La frase, que contenía la expresión “presos políticos en Cuba”, ha sido interpretada como una confirmación implícita de lo que han denunciado por años activistas, ONG internacionales y gobiernos democráticos: la existencia de centenares de personas encarceladas por motivos políticos, especialmente tras las protestas masivas del 11 de julio de 2021.
El gobierno cubano ha negado sistemáticamente tener prisioneros por razones de conciencia o política, calificando a los detenidos del 11J como “vándalos”, “mercenarios” o “delincuentes comunes”.
El error se produce en medio de una escalada verbal entre funcionarios cubanos y el jefe de Misión en la Embajada de Washington en la Habana, Mike Hammer, quien recientemente denunció la represión en la isla, dijo que la revolución había fracasado y pidió la liberación inmediata de los presos del 11J.
Diversas organizaciones como Prisoners Defenders, Amnistía Internacional y Human Rights Watch han documentado con nombres, edades y sentencias los casos de presos por motivos políticos en Cuba.
Actualmente, se estima que hay más de 1,000 prisioneros por causas relacionadas con la protesta pacífica, la libertad de expresión y la disidencia.
Preguntas Frecuentes sobre Presos Políticos en Cuba
¿Existen presos políticos en Cuba, según el gobierno cubano?
Oficialmente, el gobierno cubano niega la existencia de presos políticos en la isla. Sin embargo, un reciente lapsus del diario Granma, órgano oficial del Partido Comunista, pareció admitir su existencia al referirse a "presos políticos" en un tuit, lo que generó revuelo y debate en redes sociales.
¿Cuántos presos políticos se estima que hay en Cuba actualmente?
Se estima que hay más de 1,000 presos políticos en Cuba. Esta cifra incluye personas encarceladas por motivos relacionados con la protesta pacífica, la libertad de expresión y la disidencia, especialmente tras las protestas masivas del 11 de julio de 2021.
¿Qué papel ha jugado la comunidad internacional respecto a los presos políticos en Cuba?
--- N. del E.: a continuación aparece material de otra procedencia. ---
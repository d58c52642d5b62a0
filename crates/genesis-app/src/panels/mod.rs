//! Editing surfaces. Each panel keeps only transient view state (drafts,
//! expanded ids, request status) and re-derives everything else from the
//! [`Workspace`](crate::Workspace) on every read.

mod assistant;
mod characters;
mod editor;
mod prompts;
mod settings;
mod structure;

pub use assistant::{AssistantPanel, RequestState, Ticket};
pub use characters::{CharacterForm, CharacterPanel};
pub use editor::{EditorPanel, EditorView};
pub use prompts::{PromptForm, PromptPanel};
pub use settings::{ConnectionStatus, SettingsPanel};
pub use structure::{OutlineRow, RowKind, StructurePanel};

/// Whether a form is creating a new entity or editing an existing one.
#[derive(Debug, Clone, PartialEq, Eq)]
pub enum FormMode {
    Adding,
    Editing(String),
}
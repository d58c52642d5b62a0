//! Stand-in Ollama server for tests.
//!
//! Serves `GET /api/tags` and `POST /api/generate` with one canned reply and
//! records every request it sees, including ones to unknown paths.

use std::net::SocketAddr;
use std::sync::atomic::{AtomicUsize, Ordering};
use std::sync::Arc;
use std::time::Duration;

use axum::extract::State;
use axum::http::{header, StatusCode, Uri};
use axum::response::{IntoResponse, Response};
use axum::routing::{get, post};
use axum::Router;
use tokio::net::TcpListener;
use tokio::sync::{mpsc, Mutex};

pub use axum::http::Method;

pub enum Reply {
    Respond {
        status: u16,
        content_type: &'static str,
        body: String,
    },
    /// Accept the request, then never answer.
    Hang,
}

impl Reply {
    pub fn json(status: u16, body: &str) -> Self {
        Reply::Respond {
            status,
            content_type: "application/json",
            body: body.to_string(),
        }
    }

    pub fn text(status: u16, body: &str) -> Self {
        Reply::Respond {
            status,
            content_type: "text/plain",
            body: body.to_string(),
        }
    }
}

#[derive(Debug, Clone)]
pub struct CapturedRequest {
    pub method: Method,
    pub path: String,
    pub body: String,
}

impl CapturedRequest {
    pub fn is(&self, method: Method, path: &str) -> bool {
        self.method == method && self.path == path
    }

    pub fn json(&self) -> serde_json::Value {
        serde_json::from_str(&self.body).expect("request body is not JSON")
    }
}

#[derive(Clone)]
struct StubState {
    reply: Arc<Reply>,
    hits: Arc<AtomicUsize>,
    seen: mpsc::UnboundedSender<CapturedRequest>,
}

pub struct StubServer {
    addr: SocketAddr,
    hits: Arc<AtomicUsize>,
    requests: Mutex<mpsc::UnboundedReceiver<CapturedRequest>>,
}

impl StubServer {
    pub async fn start(reply: Reply) -> Self {
        let listener = TcpListener::bind("127.0.0.1:0")
            .await
            .expect("bind stub listener");
        let addr = listener.local_addr().expect("stub listener address");
        let hits = Arc::new(AtomicUsize::new(0));
        let (seen, rx) = mpsc::unbounded_channel();

        let state = StubState {
            reply: Arc::new(reply),
            hits: hits.clone(),
            seen,
        };
        let app = Router::new()
            .route("/api/tags", get(answer))
            .route("/api/generate", post(answer))
            .fallback(unknown)
            .with_state(state);

        tokio::spawn(async move {
            let _ = axum::serve(listener, app).await;
        });

        Self {
            addr,
            hits,
            requests: Mutex::new(rx),
        }
    }

    /// Base URL of an address nothing is listening on.
    pub async fn closed_url() -> String {
        let listener = TcpListener::bind("127.0.0.1:0")
            .await
            .expect("bind throwaway listener");
        let addr = listener.local_addr().expect("throwaway listener address");
        drop(listener);
        format!("http://{addr}")
    }

    pub fn url(&self) -> String {
        format!("http://{}", self.addr)
    }

    pub fn hits(&self) -> usize {
        self.hits.load(Ordering::SeqCst)
    }

    /// The next request the server received.
    pub async fn request(&self) -> CapturedRequest {
        let mut rx = self.requests.lock().await;
        tokio::time::timeout(Duration::from_secs(5), rx.recv())
            .await
            .expect("no request within 5s")
            .expect("stub server stopped")
    }

    /// Wait `window`, then report whether any request arrived.
    pub async fn was_contacted(&self, window: Duration) -> bool {
        tokio::time::sleep(window).await;
        self.hits() > 0
    }
}

fn record(state: &StubState, method: Method, uri: &Uri, body: String) {
    state.hits.fetch_add(1, Ordering::SeqCst);
    let _ = state.seen.send(CapturedRequest {
        method,
        path: uri.path().to_string(),
        body,
    });
}

async fn answer(
    State(state): State<StubState>,
    method: Method,
    uri: Uri,
    body: String,
) -> Response {
    record(&state, method, &uri, body);
    match state.reply.as_ref() {
        Reply::Respond {
            status,
            content_type,
            body,
        } => {
            let status = StatusCode::from_u16(*status).unwrap_or(StatusCode::INTERNAL_SERVER_ERROR);
            (status, [(header::CONTENT_TYPE, *content_type)], body.clone()).into_response()
        }
        Reply::Hang => {
            tokio::time::sleep(Duration::from_secs(3600)).await;
            StatusCode::GATEWAY_TIMEOUT.into_response()
        }
    }
}

async fn unknown(State(state): State<StubState>, method: Method, uri: Uri, body: String) -> StatusCode {
    record(&state, method, &uri, body);
    StatusCode::NOT_FOUND
}
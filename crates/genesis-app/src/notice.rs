use serde::Serialize;

#[derive(Debug, Clone, Copy, PartialEq, Eq, Serialize)]
#[serde(rename_all = "lowercase")]
pub enum Level {
    Success,
    Info,
    Warning,
    Error,
}

/// A short message for the host to show transiently, in place of a toast.
#[derive(Debug, Clone, PartialEq, Eq, Serialize)]
pub struct Notice {
    pub level: Level,
    pub message: String,
}

impl Notice {
    pub fn new(level: Level, message: impl Into<String>) -> Self {
        Self {
            level,
            message: message.into(),
        }
    }

    pub fn success(message: impl Into<String>) -> Self {
        Self::new(Level::Success, message)
    }

    pub fn info(message: impl Into<String>) -> Self {
        Self::new(Level::Info, message)
    }

    pub fn warning(message: impl Into<String>) -> Self {
        Self::new(Level::Warning, message)
    }

    pub fn error(message: impl Into<String>) -> Self {
        Self::new(Level::Error, message)
    }

    pub fn is_success(&self) -> bool {
        self.level == Level::Success
    }
}
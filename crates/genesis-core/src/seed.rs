use crate::{new_id, Chapter, Character, Project, Prompt, PromptCategory, Scene};

/// The project a fresh workspace opens with.
pub fn default_project() -> Project {
    let mut project = Project::new(
        "My Novel",
        "A story about discovery, loss and the courage to begin again.",
    );

    project.chapters.push(Chapter {
        id: new_id(),
        title: "Chapter 1: Beginnings".to_string(),
        order: 0,
        scenes: vec![Scene {
            id: new_id(),
            title: "The Awakening".to_string(),
            content: "It was a cold morning when everything changed...".to_string(),
            order: 0,
        }],
        next_scene_order: 1,
    });
    project.next_chapter_order = 1;

    project.characters.push(Character {
        id: new_id(),
        name: "Alex Morgan".to_string(),
        description: "The protagonist with a mysterious past".to_string(),
        traits: vec![
            "determined".to_string(),
            "secretive".to_string(),
            "resourceful".to_string(),
        ],
        background: "Grew up in a small coastal town and left without explanation at eighteen."
            .to_string(),
    });

    project.prompts.push(Prompt {
        id: new_id(),
        title: "Character Introduction".to_string(),
        content: "Create a detailed character introduction that reveals personality through \
action rather than description."
            .to_string(),
        category: PromptCategory::Character,
        tags: vec!["character".to_string(), "introduction".to_string()],
    });

    project
}

#[cfg(test)]
mod tests {
    use super::*;
    use crate::tree;

    #[test]
    fn seed_has_one_of_each() {
        let project = default_project();
        assert_eq!(project.title, "My Novel");
        assert_eq!(project.chapters.len(), 1);
        assert_eq!(project.chapters[0].title, "Chapter 1: Beginnings");
        assert_eq!(project.chapters[0].scenes[0].title, "The Awakening");
        assert_eq!(project.characters[0].name, "Alex Morgan");
        assert_eq!(project.prompts[0].title, "Character Introduction");
    }

    #[test]
    fn seed_counters_continue_after_existing_entries() {
        let project = default_project();
        let chapter_id = project.chapters[0].id.clone();
        let edit = tree::add_scene(&project, &chapter_id, "Second");
        assert_eq!(edit.project.chapters[0].scenes[1].order, 1);
        let edit = tree::add_chapter(&project, "Chapter 2");
        assert_eq!(edit.project.chapters[1].order, 1);
    }
}
use chrono::Utc;
use genesis_core::settings::{self, PersistError, ProviderConfig, Storage};
use genesis_core::{Chapter, Edit, Outcome, Project, Scene};

/// Which chapter/scene is open. Holds ids only; they may outlive the entities.
#[derive(Debug, Clone, Default, PartialEq, Eq)]
pub struct Selection {
    pub chapter_id: Option<String>,
    pub scene_id: Option<String>,
}

/// The single owner of the project and the provider settings. Panels borrow
/// it to read and go through [`Workspace::apply`] to change the tree.
pub struct Workspace {
    project: Project,
    provider: ProviderConfig,
    storage: Box<dyn Storage>,
    selection: Selection,
}

impl Workspace {
    /// Open a workspace around `project`, reading provider settings from `storage`.
    pub fn new(project: Project, storage: Box<dyn Storage>) -> Self {
        let provider = settings::load(storage.as_ref());
        Self {
            project,
            provider,
            storage,
            selection: Selection::default(),
        }
    }

    pub fn project(&self) -> &Project {
        &self.project
    }

    pub fn provider(&self) -> &ProviderConfig {
        &self.provider
    }

    pub fn storage(&self) -> &dyn Storage {
        self.storage.as_ref()
    }

    /// Run a tree operation against the current project and commit its result.
    /// `updated` is stamped only when the tree actually changed.
    pub fn apply(&mut self, op: impl FnOnce(&Project) -> Edit) -> Outcome {
        let Edit { project, outcome } = op(&self.project);
        match &outcome {
            Outcome::NotFound(e) => tracing::debug!(error = %e, "edit skipped"),
            _ if project != self.project => {
                self.project = project;
                self.project.updated = Utc::now();
            }
            _ => {}
        }
        outcome
    }

    /// Persist new provider settings. The in-memory copy only changes once the write succeeds.
    pub fn set_provider(&mut self, config: ProviderConfig) -> Result<(), PersistError> {
        settings::save(self.storage.as_ref(), &config)?;
        self.provider = config;
        Ok(())
    }

    // --- Selection ---

    pub fn selection(&self) -> &Selection {
        &self.selection
    }

    pub fn select_scene(&mut self, chapter_id: &str, scene_id: &str) {
        self.selection = Selection {
            chapter_id: Some(chapter_id.to_string()),
            scene_id: Some(scene_id.to_string()),
        };
    }

    pub fn clear_selection(&mut self) {
        self.selection = Selection::default();
    }

    pub fn active_chapter(&self) -> Option<&Chapter> {
        self.project.chapter(self.selection.chapter_id.as_deref()?)
    }

    /// The open scene, resolved against the latest project. `None` once it is deleted.
    pub fn active_scene(&self) -> Option<(&Chapter, &Scene)> {
        let chapter_id = self.selection.chapter_id.as_deref()?;
        let scene_id = self.selection.scene_id.as_deref()?;
        self.project.find_scene(chapter_id, scene_id)
    }
}

#[cfg(test)]
mod tests {
    use super::*;
    use genesis_core::settings::{MemoryStorage, CONFIG_KEY};
    use genesis_core::{seed, tree};

    fn workspace() -> Workspace {
        Workspace::new(seed::default_project(), Box::new(MemoryStorage::new()))
    }

    #[test]
    fn loads_provider_from_storage() {
        let storage = MemoryStorage::new();
        storage
            .set(
                CONFIG_KEY,
                r#"{"enabled":true,"serverUrl":"http://box:1","model":"gemma"}"#,
            )
            .unwrap();
        let ws = Workspace::new(seed::default_project(), Box::new(storage));
        assert!(ws.provider().enabled);
        assert_eq!(ws.provider().model, "gemma");
    }

    #[test]
    fn apply_commits_and_stamps_changes() {
        let mut ws = workspace();
        let before = ws.project().updated;
        let outcome = ws.apply(|p| tree::add_chapter(p, "Chapter 2"));
        let id = outcome.created_id().unwrap();
        assert!(ws.project().chapter(id).is_some());
        assert!(ws.project().updated >= before);
    }

    #[test]
    fn apply_leaves_project_alone_on_not_found() {
        let mut ws = workspace();
        let before = ws.project().clone();
        let outcome = ws.apply(|p| tree::add_scene(p, "nope", "Scene"));
        assert!(!outcome.is_applied());
        assert_eq!(ws.project(), &before);
    }

    #[test]
    fn selection_is_weak() {
        let mut ws = workspace();
        let chapter_id = ws.project().chapters[0].id.clone();
        let scene_id = ws.project().chapters[0].scenes[0].id.clone();
        ws.select_scene(&chapter_id, &scene_id);
        assert_eq!(ws.active_scene().unwrap().1.title, "The Awakening");

        ws.apply(|p| tree::delete_scene(p, &chapter_id, &scene_id));
        assert!(ws.active_scene().is_none());
        assert!(ws.active_chapter().is_some());

        ws.apply(|p| tree::delete_chapter(p, &chapter_id));
        assert!(ws.active_chapter().is_none());
        assert_eq!(ws.selection().scene_id.as_deref(), Some(scene_id.as_str()));
    }

    #[test]
    fn set_provider_persists_then_updates() {
        let mut ws = workspace();
        let config = ProviderConfig {
            enabled: false,
            server_url: "http://other:1".to_string(),
            model: "phi".to_string(),
        };
        ws.set_provider(config.clone()).unwrap();
        assert_eq!(ws.provider(), &config);
        assert_eq!(settings::load(ws.storage()), config);
    }
}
La comunidad internacional ha mantenido presión sobre el régimen cubano para liberar a los presos políticos. Organizaciones como Amnistía Internacional y Human Rights Watch han documentado los casos y exigido la liberación de todos los detenidos por razones políticas, mientras que países como Estados Unidos han exigido al régimen cubano la liberación inmediata de estos prisioneros.
¿Qué impacto tuvo el lapsus de Granma en la percepción sobre los presos políticos en Cuba?
El lapsus de Granma fue interpretado como una admisión involuntaria de la existencia de presos políticos en Cuba. Esto ha generado un fuerte debate y ha sido utilizado por activistas y opositores para reafirmar sus denuncias sobre la represión política en la isla. Además, ha puesto en entredicho la narrativa oficial del régimen cubano.